**PROMPT:** Each line below that carries the string "unwrap" must appear in the answer.
##### DATA
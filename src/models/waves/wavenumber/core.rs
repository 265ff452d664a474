use uom::si::{
    energy::joule,
    f64::{Energy, Frequency, Length},
    frequency::hertz,
    length::meter,
};

use crate::support::{
    constants::{PLANCK_CONSTANT, SPEED_OF_LIGHT},
    constraint::{Constrained, StrictlyPositive},
    units::{Wavenumber, per_meter},
};

/// The quantity a wavenumber is derived from.
#[derive(Debug, Clone, Copy, PartialEq)]
pub enum Source {
    /// `ν̃ = 1 / λ`
    Wavelength(Constrained<Length, StrictlyPositive>),
    /// `ν̃ = f / c`
    Frequency(Constrained<Frequency, StrictlyPositive>),
    /// `ν̃ = E / (hc)`
    Energy(Constrained<Energy, StrictlyPositive>),
}

/// One spectral line expressed four ways.
#[derive(Debug, Clone, Copy, PartialEq)]
pub struct Line {
    pub wavenumber: Wavenumber,
    pub wavelength: Length,
    pub frequency: Frequency,
    pub photon_energy: Energy,
}

impl Line {
    #[must_use]
    pub fn new(source: Source) -> Self {
        let per_m = match source {
            Source::Wavelength(wavelength) => wavelength.into_inner().get::<meter>().recip(),
            Source::Frequency(frequency) => frequency.into_inner().get::<hertz>() / SPEED_OF_LIGHT,
            Source::Energy(energy) => {
                energy.into_inner().get::<joule>() / (PLANCK_CONSTANT * SPEED_OF_LIGHT)
            }
        };
        Self {
            wavenumber: per_meter(per_m),
            wavelength: Length::new::<meter>(per_m.recip()),
            frequency: Frequency::new::<hertz>(SPEED_OF_LIGHT * per_m),
            photon_energy: Energy::new::<joule>(PLANCK_CONSTANT * SPEED_OF_LIGHT * per_m),
        }
    }
}

#[cfg(test)]
mod tests {
    use super::*;

    use approx::assert_relative_eq;
    use uom::si::{energy::electronvolt, frequency::terahertz, length::nanometer};

    #[test]
    fn green_light() {
        let line = Line::new(Source::Wavelength(
            StrictlyPositive::new(Length::new::<nanometer>(500.0)).unwrap(),
        ));
        assert_relative_eq!(line.wavenumber.value, 2.0e6, max_relative = 1e-12);
        assert_relative_eq!(line.frequency.get::<terahertz>(), 599.584_916, max_relative = 1e-9);
        assert_relative_eq!(line.photon_energy.get::<electronvolt>(), 2.479_683_969, max_relative = 1e-6);
    }

    #[test]
    fn sources_agree() {
        let from_energy = Line::new(Source::Energy(
            StrictlyPositive::new(Energy::new::<electronvolt>(1.0)).unwrap(),
        ));
        let from_frequency = Line::new(Source::Frequency(
            StrictlyPositive::new(from_energy.frequency).unwrap(),
        ));
        let from_wavelength = Line::new(Source::Wavelength(
            StrictlyPositive::new(from_energy.wavelength).unwrap(),
        ));

        for line in [from_frequency, from_wavelength] {
            assert_relative_eq!(line.wavenumber.value, from_energy.wavenumber.value, max_relative = 1e-12);
        }
    }
}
##########
**WRITTEN ANSWER:**
            StrictlyPositive::new(Length::new::<nanometer>(500.0)).unwrap(),
            StrictlyPositive::new(Energy::new::<electronvolt>(1.0)).unwrap(),
            StrictlyPositive::new(from_energy.frequency).unwrap(),
            StrictlyPositive::new(from_energy.wavelength).unwrap(),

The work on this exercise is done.